ASSIGNMENT -
Everything in the listing must be transcribed exactly, from the first line to the last.

DATA -
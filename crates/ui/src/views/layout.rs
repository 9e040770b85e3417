use dioxus::prelude::*;
use vocab_core::model::UserProfile;

use super::scripts::page_scripts;

pub const APP_NAME: &str = "Vocab Console";
pub const STYLESHEET_PATH: &str = "/assets/app.css";

/// One-shot messages carried on a redirect.
#[derive(Clone, Debug, Default, PartialEq, Eq)]
pub struct Flash {
    pub notice: Option<String>,
    pub error: Option<String>,
}

impl Flash {
    #[must_use]
    pub fn notice(message: impl Into<String>) -> Self {
        Self {
            notice: Some(message.into()),
            error: None,
        }
    }

    #[must_use]
    pub fn error(message: impl Into<String>) -> Self {
        Self {
            notice: None,
            error: Some(message.into()),
        }
    }
}

#[derive(Clone, Copy, Debug, PartialEq, Eq)]
pub enum Area {
    Public,
    Learner,
    Admin,
}

impl Area {
    fn class(self) -> &'static str {
        match self {
            Area::Public => "area-public",
            Area::Learner => "area-learner",
            Area::Admin => "area-admin",
        }
    }

    fn nav(self) -> &'static [(&'static str, &'static str)] {
        match self {
            Area::Public => &[],
            Area::Learner => &[
                ("/dashboard", "Overview"),
                ("/dashboard/library", "Library"),
                ("/dashboard/topics", "Topics"),
                ("/dashboard/vocab", "My Vocab"),
                ("/dashboard/vocab/new", "Contribute"),
                ("/dashboard/practice", "Practice"),
                ("/dashboard/settings", "Settings"),
            ],
            Area::Admin => &[
                ("/admin", "Overview"),
                ("/admin/users", "Users"),
                ("/admin/topics", "Topics"),
                ("/admin/vocab", "Vocabulary"),
                ("/admin/vocab/import", "Import"),
                ("/admin/reviews", "Reviews"),
                ("/admin/activity-logs", "Activity logs"),
            ],
        }
    }
}

/// What every page shares: title, navigation, viewer and flash.
#[derive(Clone, Debug, PartialEq)]
pub struct Chrome {
    pub title: String,
    pub area: Area,
    pub active: &'static str,
    pub viewer: Option<UserProfile>,
    pub flash: Flash,
}

impl Chrome {
    #[must_use]
    pub fn public(title: impl Into<String>, flash: Flash) -> Self {
        Self {
            title: title.into(),
            area: Area::Public,
            active: "",
            viewer: None,
            flash,
        }
    }

    #[must_use]
    pub fn learner(title: impl Into<String>, active: &'static str, viewer: UserProfile, flash: Flash) -> Self {
        Self {
            title: title.into(),
            area: Area::Learner,
            active,
            viewer: Some(viewer),
            flash,
        }
    }

    #[must_use]
    pub fn admin(title: impl Into<String>, active: &'static str, viewer: UserProfile, flash: Flash) -> Self {
        Self {
            title: title.into(),
            area: Area::Admin,
            active,
            viewer: Some(viewer),
            flash,
        }
    }
}

#[component]
pub fn FlashBanner(flash: Flash) -> Element {
    rsx! {
        if let Some(notice) = flash.notice.as_ref() {
            p { class: "flash flash--notice", role: "status", "{notice}" }
        }
        if let Some(error) = flash.error.as_ref() {
            p { class: "flash flash--error", role: "alert", "{error}" }
        }
    }
}

#[component]
fn NavBar(chrome: Chrome) -> Element {
    let links = chrome.area.nav().iter().map(|(href, label)| {
        let class = if *href == chrome.active { "nav-link nav-link--active" } else { "nav-link" };
        rsx! {
            a { key: "{href}", class: "{class}", href: "{href}", "{label}" }
        }
    });
    let is_admin = chrome.viewer.as_ref().is_some_and(UserProfile::is_admin);
    let switch = match chrome.area {
        Area::Learner if is_admin => Some(("/admin", "Admin console")),
        Area::Admin => Some(("/dashboard", "Learner view")),
        _ => None,
    };

    rsx! {
        header { class: "topbar",
            a { class: "brand", href: "/", "{APP_NAME}" }
            nav { class: "nav", {links} }
            if let Some(viewer) = chrome.viewer.as_ref() {
                div { class: "viewer",
                    if let Some((href, label)) = switch {
                        a { class: "nav-link nav-link--switch", href: "{href}", "{label}" }
                    }
                    span { class: "viewer-name", "{viewer.display_name()}" }
                    form { method: "post", action: "/logout", "data-no-overlay": "true",
                        button { class: "btn btn-ghost", r#type: "submit", "Log out" }
                    }
                }
            }
        }
    }
}

/// `head` and `body` of a page; [`crate::render_page`] adds the `html` root.
#[component]
pub fn Document(chrome: Chrome, children: Element) -> Element {
    let title = format!("{} · {APP_NAME}", chrome.title);
    let body_class = chrome.area.class();
    let scripts = page_scripts();

    rsx! {
        head {
            meta { charset: "utf-8" }
            meta { name: "viewport", content: "width=device-width, initial-scale=1" }
            title { "{title}" }
            link { rel: "stylesheet", href: STYLESHEET_PATH }
        }
        body { class: "{body_class}",
            div { id: "route-loading", class: "route-loading", hidden: true,
                div { class: "spinner" }
            }
            if chrome.area != Area::Public {
                NavBar { chrome: chrome.clone() }
            }
            main { class: "page",
                h1 { class: "page-title", "{chrome.title}" }
                FlashBanner { flash: chrome.flash.clone() }
                {children}
            }
            script { dangerous_inner_html: "{scripts}" }
        }
    }
}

RESPONSE TO THE EXERCISE -
filename crates/ui/src/views/layout.rs
repository 9e040770b85e3417
use dioxus::prelude::*;
use vocab_core::model::UserProfile;

use super::scripts::page_scripts;

pub const APP_NAME: &str = "Vocab Console";
pub const STYLESHEET_PATH: &str = "/assets/app.css";

/// One-shot messages carried on a redirect.
#[derive(Clone, Debug, Default, PartialEq, Eq)]
pub struct Flash {
    pub notice: Option<String>,
    pub error: Option<String>,
}

impl Flash {
    #[must_use]
    pub fn notice(message: impl Into<String>) -> Self {
        Self {
            notice: Some(message.into()),
            error: None,
        }
    }

    #[must_use]
    pub fn error(message: impl Into<String>) -> Self {
        Self {
            notice: None,
            error: Some(message.into()),
        }
    }
}

#[derive(Clone, Copy, Debug, PartialEq, Eq)]
pub enum Area {
    Public,
    Learner,
    Admin,
}

impl Area {
    fn class(self) -> &'static str {
        match self {
            Area::Public => "area-public",
            Area::Learner => "area-learner",
            Area::Admin => "area-admin",
        }
    }

    fn nav(self) -> &'static [(&'static str, &'static str)] {
        match self {
            Area::Public => &[],
            Area::Learner => &[
                ("/dashboard", "Overview"),
                ("/dashboard/library", "Library"),
                ("/dashboard/topics", "Topics"),
                ("/dashboard/vocab", "My Vocab"),
                ("/dashboard/vocab/new", "Contribute"),
                ("/dashboard/practice", "Practice"),
                ("/dashboard/settings", "Settings"),
            ],
            Area::Admin => &[
                ("/admin", "Overview"),
                ("/admin/users", "Users"),
                ("/admin/topics", "Topics"),
                ("/admin/vocab", "Vocabulary"),
                ("/admin/vocab/import", "Import"),
                ("/admin/reviews", "Reviews"),
                ("/admin/activity-logs", "Activity logs"),
            ],
        }
    }
}

/// What every page shares: title, navigation, viewer and flash.
#[derive(Clone, Debug, PartialEq)]
pub struct Chrome {
    pub title: String,
    pub area: Area,
    pub active: &'static str,
    pub viewer: Option<UserProfile>,
    pub flash: Flash,
}

impl Chrome {
    #[must_use]
    pub fn public(title: impl Into<String>, flash: Flash) -> Self {
        Self {
            title: title.into(),
            area: Area::Public,
            active: "",
            viewer: None,
            flash,
        }
    }

    #[must_use]
    pub fn learner(title: impl Into<String>, active: &'static str, viewer: UserProfile, flash: Flash) -> Self {
        Self {
            title: title.into(),
            area: Area::Learner,
            active,
            viewer: Some(viewer),
            flash,
        }
    }

    #[must_use]
    pub fn admin(title: impl Into<String>, active: &'static str, viewer: UserProfile, flash: Flash) -> Self {
        Self {
            title: title.into(),
            area: Area::Admin,
            active,
            viewer: Some(viewer),
            flash,
        }
    }
}

#[component]
pub fn FlashBanner(flash: Flash) -> Element {
    rsx! {
        if let Some(notice) = flash.notice.as_ref() {
            p { class: "flash flash--notice", role: "status", "{notice}" }
        }
        if let Some(error) = flash.error.as_ref() {
            p { class: "flash flash--error", role: "alert", "{error}" }
        }
    }
}

#[component]
fn NavBar(chrome: Chrome) -> Element {
    let links = chrome.area.nav().iter().map(|(href, label)| {
        let class = if *href == chrome.active { "nav-link nav-link--active" } else { "nav-link" };
        rsx! {
            a { key: "{href}", class: "{class}", href: "{href}", "{label}" }
        }
    });
    let is_admin = chrome.viewer.as_ref().is_some_and(UserProfile::is_admin);
    let switch = match chrome.area {
        Area::Learner if is_admin => Some(("/admin", "Admin console")),
        Area::Admin => Some(("/dashboard", "Learner view")),
        _ => None,
    };

    rsx! {
        header { class: "topbar",
            a { class: "brand", href: "/", "{APP_NAME}" }
            nav { class: "nav", {links} }
            if let Some(viewer) = chrome.viewer.as_ref() {
                div { class: "viewer",
                    if let Some((href, label)) = switch {
                        a { class: "nav-link nav-link--switch", href: "{href}", "{label}" }
                    }
                    span { class: "viewer-name", "{viewer.display_name()}" }
                    form { method: "post", action: "/logout", "data-no-overlay": "true",
                        button { class: "btn btn-ghost", r#type: "submit", "Log out" }
                    }
                }
            }
        }
    }
}

/// `head` and `body` of a page; [`crate::render_page`] adds the `html` root.
#[component]
pub fn Document(chrome: Chrome, children: Element) -> Element {
    let title = format!("{} · {APP_NAME}", chrome.title);
    let body_class = chrome.area.class();
    let scripts = page_scripts();

    rsx! {
        head {
            meta { charset: "utf-8" }
            meta { name: "viewport", content: "width=device-width, initial-scale=1" }
            title { "{title}" }
            link { rel: "stylesheet", href: STYLESHEET_PATH }
        }
        body { class: "{body_class}",
            div { id: "route-loading", class: "route-loading", hidden: true,
                div { class: "spinner" }
            }
            if chrome.area != Area::Public {
                NavBar { chrome: chrome.clone() }
            }
            main { class: "page",
                h1 { class: "page-title", "{chrome.title}" }
                FlashBanner { flash: chrome.flash.clone() }
                {children}
            }
            script { dangerous_inner_html: "{scripts}" }
        }
    }
}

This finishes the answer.